EXERCISE BRIEF :: Find the lines holding the string "that" in the data, then copy all of them.

Dataset entries

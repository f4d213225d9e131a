//! Network configuration and validation.
//!
//! [`NetworkConfig`] holds the tunables of the propagation loop.
//! [`validate()`](NetworkConfig::validate) is called by
//! [`ContractorNetwork::with_config`](crate::ContractorNetwork::with_config)
//! and by every setter, so an invalid value never reaches the loop.

use thiserror::Error;
use tubenet_domain::Interval;

/// Default relative-change threshold below which a domain counts as changed.
pub const DEFAULT_FIXED_POINT_RATIO: f64 = 0.9999;

// ── ConfigError ────────────────────────────────────────────────────

/// Errors detected during [`NetworkConfig::validate()`].
#[derive(Error, Debug, Clone, PartialEq)]
pub enum ConfigError {
    /// The fixed-point ratio is NaN or outside `(0, 1]`.
    #[error("fixed_point_ratio must be in (0, 1], got {value}")]
    InvalidFixedPointRatio {
        /// The invalid value.
        value: f64,
    },
}

// ── NetworkConfig ──────────────────────────────────────────────────

/// Tunables of the propagation loop.
#[derive(Clone, Debug, PartialEq)]
pub struct NetworkConfig {
    /// A domain whose size goes from `before` to `after` is changed when
    /// `after < fixed_point_ratio · before`, or when it became empty.
    /// `1.0` treats any strict decrease as a change; smaller values stop
    /// propagation earlier. Default: 0.9999.
    pub fixed_point_ratio: f64,
    /// Log every contractor invocation at `info` level instead of `trace`.
    /// Default: false.
    pub verbose: bool,
    /// Fail the round when a contractor widens a domain. Default: true.
    pub check_monotonicity: bool,
}

impl Default for NetworkConfig {
    fn default() -> Self {
        Self {
            fixed_point_ratio: DEFAULT_FIXED_POINT_RATIO,
            verbose: false,
            check_monotonicity: true,
        }
    }
}

impl NetworkConfig {
    /// Check all invariants.
    pub fn validate(&self) -> Result<(), ConfigError> {
        let r = self.fixed_point_ratio;
        if r.is_nan() || r <= 0.0 || r > 1.0 {
            return Err(ConfigError::InvalidFixedPointRatio { value: r });
        }
        Ok(())
    }

    /// Whether a domain going from `before` to `after` counts as changed.
    ///
    /// `became_empty` takes precedence: emptiness is always a change.
    /// From an infinite size, any finite size is a change. Two infinite
    /// sizes cannot be told apart here; compare the domains' components
    /// with [`is_significant_unbounded`](Self::is_significant_unbounded).
    pub fn is_significant(&self, before: f64, after: f64, became_empty: bool) -> bool {
        if became_empty {
            return true;
        }
        if before.is_infinite() {
            return after.is_finite();
        }
        after < self.fixed_point_ratio * before
    }

    /// Whether an unbounded domain changed, given its
    /// [`components`](tubenet_domain::Domain::components) before and after.
    ///
    /// A bounded component is changed under the same ratio rule as a
    /// whole domain. A component with an infinite bound is changed when
    /// that bound became finite, or when a finite bound moved by more
    /// than `(1 - fixed_point_ratio) · max(|bound|, 1)`.
    pub fn is_significant_unbounded(&self, before: &[Interval], after: &[Interval]) -> bool {
        before.len() != after.len()
            || before
                .iter()
                .zip(after)
                .any(|(b, a)| self.component_changed(b, a))
    }

    fn component_changed(&self, before: &Interval, after: &Interval) -> bool {
        if after.is_empty() || before.is_empty() {
            return after.is_empty() != before.is_empty();
        }
        if before.is_unbounded() {
            return self.bound_moved(before.lb(), after.lb())
                || self.bound_moved(before.ub(), after.ub());
        }
        after.diam() < self.fixed_point_ratio * before.diam()
    }

    fn bound_moved(&self, before: f64, after: f64) -> bool {
        if before == after {
            return false;
        }
        if before.is_infinite() {
            return after.is_finite();
        }
        (after - before).abs() > (1.0 - self.fixed_point_ratio) * before.abs().max(1.0)
    }
}
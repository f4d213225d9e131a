//! Contractor trait and scope context for the tubenet contractor network.
//!
//! The [`Contractor`] trait defines the `&self` narrowing operation over an
//! ordered scope of domains, reached through a [`ScopeView`] that exposes
//! only the scope members.

#![deny(missing_docs)]
#![deny(rustdoc::broken_intra_doc_links)]
#![forbid(unsafe_code)]

pub mod context;
pub mod contractor;
pub mod scope;

pub use context::ScopeView;
pub use contractor::{Contractor, Flavor, Signature};
pub use scope::{validate_scope, ScopeError};
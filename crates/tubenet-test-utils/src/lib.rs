//! Test utilities and fixtures for tubenet development.
//!
//! Provides fixture contractors ([`CountingContractor`],
//! [`WideningContractor`], [`FailingContractor`]) and seeded generators
//! of random intervals for building reproducible test networks.

#![forbid(unsafe_code)]
#![allow(missing_docs)]
#![deny(rustdoc::broken_intra_doc_links)]

pub mod fixtures;

pub use fixtures::{CountingContractor, FailingContractor, WideningContractor};

use rand::{Rng, SeedableRng};
use rand_chacha::ChaCha8Rng;
use tubenet_domain::Interval;

/// Deterministic RNG for test and bench inputs.
pub fn seeded_rng(seed: u64) -> ChaCha8Rng {
    ChaCha8Rng::seed_from_u64(seed)
}

/// A bounded, non-degenerate interval with midpoint in `[-span, span]`
/// and width in `(0, span]`.
pub fn random_interval(rng: &mut impl Rng, span: f64) -> Interval {
    let mid = rng.gen_range(-span..=span);
    let half = rng.gen_range(f64::EPSILON..=span) / 2.0;
    Interval::new(mid - half, mid + half)
}

/// `n` random intervals from a fixed seed.
pub fn random_intervals(seed: u64, n: usize, span: f64) -> Vec<Interval> {
    let mut rng = seeded_rng(seed);
    (0..n).map(|_| random_interval(&mut rng, span)).collect()
}
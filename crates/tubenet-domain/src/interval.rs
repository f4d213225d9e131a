//! Closed real intervals.

use std::fmt;
use std::ops::{Add, BitAnd, BitOr, Mul, Neg, Sub};

use tubenet_core::{DomainError, DomainKind, Enclosure};

/// A closed interval `[lb, ub]` of the extended reals, or the empty set.
///
/// The empty set has the canonical representation `[+inf, -inf]`; every
/// constructor and operation normalizes to it, so `==` compares empty
/// intervals correctly.
#[derive(Clone, Copy, Debug, PartialEq)]
pub struct Interval {
    lb: f64,
    ub: f64,
}

impl Interval {
    /// The empty set.
    pub const EMPTY: Interval = Interval {
        lb: f64::INFINITY,
        ub: f64::NEG_INFINITY,
    };

    /// The whole real line `[-inf, +inf]`.
    pub const ALL_REALS: Interval = Interval {
        lb: f64::NEG_INFINITY,
        ub: f64::INFINITY,
    };

    /// Build `[lb, ub]`.
    ///
    /// Returns [`Interval::EMPTY`] when `lb > ub`, when either bound is
    /// NaN, or when the interval would contain no real number
    /// (`[+inf, +inf]`, `[-inf, -inf]`).
    pub fn new(lb: f64, ub: f64) -> Self {
        if lb.is_nan() || ub.is_nan() || lb > ub || lb == f64::INFINITY || ub == f64::NEG_INFINITY
        {
            return Self::EMPTY;
        }
        Self { lb, ub }
    }

    /// The degenerate interval `[x, x]`.
    pub fn point(x: f64) -> Self {
        Self::new(x, x)
    }

    /// Lower bound (`+inf` for the empty set).
    pub fn lb(&self) -> f64 {
        self.lb
    }

    /// Upper bound (`-inf` for the empty set).
    pub fn ub(&self) -> f64 {
        self.ub
    }

    /// Midpoint. NaN for the empty set; finite bounds are required for a
    /// meaningful result.
    pub fn mid(&self) -> f64 {
        if self.is_empty() {
            return f64::NAN;
        }
        self.lb + (self.ub - self.lb) / 2.0
    }

    /// Whether this is the empty set.
    pub fn is_empty(&self) -> bool {
        self.lb > self.ub
    }

    /// Whether the interval is a single point.
    pub fn is_degenerate(&self) -> bool {
        !self.is_empty() && self.lb == self.ub
    }

    /// Whether either bound is infinite.
    pub fn is_unbounded(&self) -> bool {
        !self.is_empty() && (self.lb.is_infinite() || self.ub.is_infinite())
    }

    /// Diameter `ub - lb`; `0` for the empty set.
    pub fn diam(&self) -> f64 {
        if self.is_empty() {
            0.0
        } else {
            self.ub - self.lb
        }
    }

    /// Whether `x` belongs to the interval.
    pub fn contains(&self, x: f64) -> bool {
        self.lb <= x && x <= self.ub
    }

    /// Whether `self ⊆ other`. The empty set is a subset of everything.
    pub fn is_subset(&self, other: &Interval) -> bool {
        self.is_empty() || (other.lb <= self.lb && self.ub <= other.ub)
    }

    /// Whether the two intervals share at least one point.
    pub fn intersects(&self, other: &Interval) -> bool {
        !self.intersect(other).is_empty()
    }

    /// Set intersection.
    pub fn intersect(&self, other: &Interval) -> Interval {
        Interval::new(self.lb.max(other.lb), self.ub.min(other.ub))
    }

    /// Interval hull of the union.
    pub fn hull(&self, other: &Interval) -> Interval {
        if self.is_empty() {
            return *other;
        }
        if other.is_empty() {
            return *self;
        }
        Interval::new(self.lb.min(other.lb), self.ub.max(other.ub))
    }

    /// Intersect in place; returns whether the value changed.
    pub fn narrow(&mut self, other: &Interval) -> bool {
        let next = self.intersect(other);
        let changed = next != *self;
        *self = next;
        changed
    }

    /// `{ s·x : s ∈ [0, w], x ∈ self }` for a nonnegative width `w`.
    ///
    /// Used to project a derivative enclosure over a time step.
    pub fn sweep(&self, w: f64) -> Interval {
        if self.is_empty() {
            return Self::EMPTY;
        }
        Interval::point(0.0).hull(&(*self * w))
    }
}

impl Default for Interval {
    fn default() -> Self {
        Self::ALL_REALS
    }
}

impl From<f64> for Interval {
    fn from(x: f64) -> Self {
        Interval::point(x)
    }
}

impl Add for Interval {
    type Output = Interval;

    fn add(self, rhs: Interval) -> Interval {
        if self.is_empty() || rhs.is_empty() {
            return Interval::EMPTY;
        }
        Interval::new(self.lb + rhs.lb, self.ub + rhs.ub)
    }
}

impl Sub for Interval {
    type Output = Interval;

    fn sub(self, rhs: Interval) -> Interval {
        self + (-rhs)
    }
}

impl Neg for Interval {
    type Output = Interval;

    fn neg(self) -> Interval {
        if self.is_empty() {
            return Interval::EMPTY;
        }
        Interval {
            lb: -self.ub,
            ub: -self.lb,
        }
    }
}

impl Mul<f64> for Interval {
    type Output = Interval;

    fn mul(self, k: f64) -> Interval {
        if self.is_empty() || k.is_nan() {
            return Interval::EMPTY;
        }
        if k == 0.0 {
            return Interval::point(0.0);
        }
        if k > 0.0 {
            Interval::new(self.lb * k, self.ub * k)
        } else {
            Interval::new(self.ub * k, self.lb * k)
        }
    }
}

impl BitAnd for Interval {
    type Output = Interval;

    fn bitand(self, rhs: Interval) -> Interval {
        self.intersect(&rhs)
    }
}

impl BitOr for Interval {
    type Output = Interval;

    fn bitor(self, rhs: Interval) -> Interval {
        self.hull(&rhs)
    }
}

impl Enclosure for Interval {
    fn kind(&self) -> DomainKind {
        DomainKind::Interval
    }

    fn is_empty(&self) -> bool {
        Interval::is_empty(self)
    }

    fn size(&self) -> f64 {
        self.diam()
    }

    fn narrow(&mut self, other: &Self) -> Result<bool, DomainError> {
        Ok(Interval::narrow(self, other))
    }

    fn set_empty(&mut self) {
        *self = Interval::EMPTY;
    }
}

impl fmt::Display for Interval {
    fn fmt(&self, f: &mut fmt::Formatter<'_>) -> fmt::Result {
        if self.is_empty() {
            write!(f, "∅")
        } else {
            write!(f, "[{}, {}]", self.lb, self.ub)
        }
    }
}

COMPLETED EXERCISE ::
    /// that bound became finite, or when a finite bound moved by more
//! ordered scope of domains, reached through a [`ScopeView`] that exposes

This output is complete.